Serious Hardware Roundup The man from I.E.D.M.
Wed Jan 23 2008, 21:29

STARTING OFF with some serious tech talk for a change, RealWorldTech’s David Wang published the RWT “Process Technology Advancements at IEDM 2007” article. Immersion lithography, high-K gate dielectrics and process technologies are summarised, table-ised and simplified for the common mortal.

Possibly the most interesting info isn’t pointing out Intel’s breakthroughs - or AMD’s for that matter (they’re sitting in IBM’s shade by the way) - it’s on TSMC’s latest 32nm process (that the author believes will do wonders for next-gen GPU’s), Fujitsu’s own 45nm process, as well as the Nippon alliance of Tosh, Sony and NEC that show they’re at least equal, if not ahead, of everyone else when it comes to producing high-performing silicon from a handful of sand. Interestingly, if anyone were to actually buy AMD this year, our money would be riding on either TSN or IBM. Give it a read.
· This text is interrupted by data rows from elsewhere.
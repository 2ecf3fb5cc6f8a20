//! LEDC-driven H-bridge outputs for the two motor channels.
//!
//! Each bridge uses two LEDC channels (one per direction leg) sharing a
//! single LEDC timer, plus a GPIO for the enable line. Duty writes go
//! through [`PwmBridge`], which only needs the `embedded-hal` traits that
//! `LedcDriver` and `PinDriver` already implement.
//!
//! | Leg | Left | Right | Stopped |
//! |-----|------|-------|---------|
//! | L PWM | duty | 0 | 0 |
//! | R PWM | 0 | duty | 0 |

use esp_idf_hal::gpio::{Output, OutputPin, PinDriver};
use esp_idf_hal::ledc::{
    config::TimerConfig, LedcChannel, LedcDriver, LedcTimer, LedcTimerDriver, Resolution,
};
use esp_idf_hal::peripheral::Peripheral;
use esp_idf_hal::prelude::*;
use esp_idf_hal::sys::EspError;

use crate::config::MotionConfig;
use crate::hal::channel::PwmBridge;

/// H-bridge built from LEDC channels and an enable pin.
pub type Esp32Bridge<'d, EN> = PwmBridge<LedcDriver<'d>, LedcDriver<'d>, PinDriver<'d, EN, Output>>;

/// Map configured resolution bits to an LEDC resolution.
///
/// Unsupported widths fall back to 8 bits.
pub fn resolution(bits: u8) -> Resolution {
    match bits {
        9 => Resolution::Bits9,
        10 => Resolution::Bits10,
        11 => Resolution::Bits11,
        12 => Resolution::Bits12,
        13 => Resolution::Bits13,
        14 => Resolution::Bits14,
        _ => Resolution::Bits8,
    }
}

/// Configure an LEDC timer from the motion settings.
///
/// The returned driver must outlive every bridge built on it.
pub fn pwm_timer<'d, T, TI>(
    timer: T,
    motion: &MotionConfig,
) -> Result<LedcTimerDriver<'d, TI::SpeedMode>, EspError>
where
    TI: LedcTimer + 'd,
    T: Peripheral<P = TI> + 'd,
{
    let config = TimerConfig::default()
        .frequency(motion.pwm_frequency_hz.Hz())
        .resolution(resolution(motion.pwm_resolution_bits));
    LedcTimerDriver::new(timer, &config)
}

/// Build one bridge and leave it disabled with both legs off.
pub fn bridge<'d, S, LC, LCI, RC, RCI, LP, LPI, RP, RPI, EN>(
    timer: &LedcTimerDriver<'d, S>,
    left_channel: LC,
    left_pin: LP,
    right_channel: RC,
    right_pin: RP,
    enable_pin: impl Peripheral<P = EN> + 'd,
) -> Result<Esp32Bridge<'d, EN>, EspError>
where
    S: esp_idf_hal::ledc::SpeedMode,
    LCI: LedcChannel<SpeedMode = S> + 'd,
    LC: Peripheral<P = LCI> + 'd,
    RCI: LedcChannel<SpeedMode = S> + 'd,
    RC: Peripheral<P = RCI> + 'd,
    LPI: OutputPin + 'd,
    LP: Peripheral<P = LPI> + 'd,
    RPI: OutputPin + 'd,
    RP: Peripheral<P = RPI> + 'd,
    EN: OutputPin + 'd,
{
    let mut left = LedcDriver::new(left_channel, timer, left_pin)?;
    let mut right = LedcDriver::new(right_channel, timer, right_pin)?;
    left.set_duty(0)?;
    right.set_duty(0)?;

    let mut enable = PinDriver::output(enable_pin)?;
    enable.set_low()?;

    Ok(PwmBridge::new(left, right, enable))
}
More things hailing from Canada these days. Amongst them is this review of the Asrock 4Core1333 -eSATA2 R5.0 mobo. It’s a “budget” ($105 CAD or just around $100 USD) board based on a P31 chipset. The vendor claims to be able to support Wolfdale cores which make this a target for upgraders looking to the mid-term, and it’ll still support decent graphics combos through the use of Crossfire technology. However the Canucks thought the pricing to be a little too steep for a budget mobo. You decide.

Silent PC Review is one of our faves when it comes to tracking down the right HTPC components for your rig. This time they’re trying their luck with a 1TB Hitachi drive. They believe the Deskstar 7K1000 to be a major improvement over the noisy little imps that inhabited the previous generation of Hitachi drives, but it still falls behind the remainder of the competitors. Baby steps, Hitachi, baby steps...

OCinside.de is one of those rare German sites that serve up English-language articles. They’ve been experimenting with OCZ SLI-certified PC2-8500 (DDR1066) 2GB kit. They tried lowering it to 4-4-4-10 timings and upping the frequency (having reached 453MHz) which seems quite tight & high, but translates to the same results as having the default timings and frequency. At stock speeds, it performed admirably well, and they do mention something about headroom for overclocking...

Back in the graphics arena, [H]ardOCP collected some 8800GTSes (512MB) from XFX, eVGA and Asus, and crunched some figures. They have all sorts of tests performed on the cards (no stain removal ones) and they all perform exceptionally well. However, in a three card race, you’d expect all three of them to get medals. They didn’t. Guess who? Click here to find out.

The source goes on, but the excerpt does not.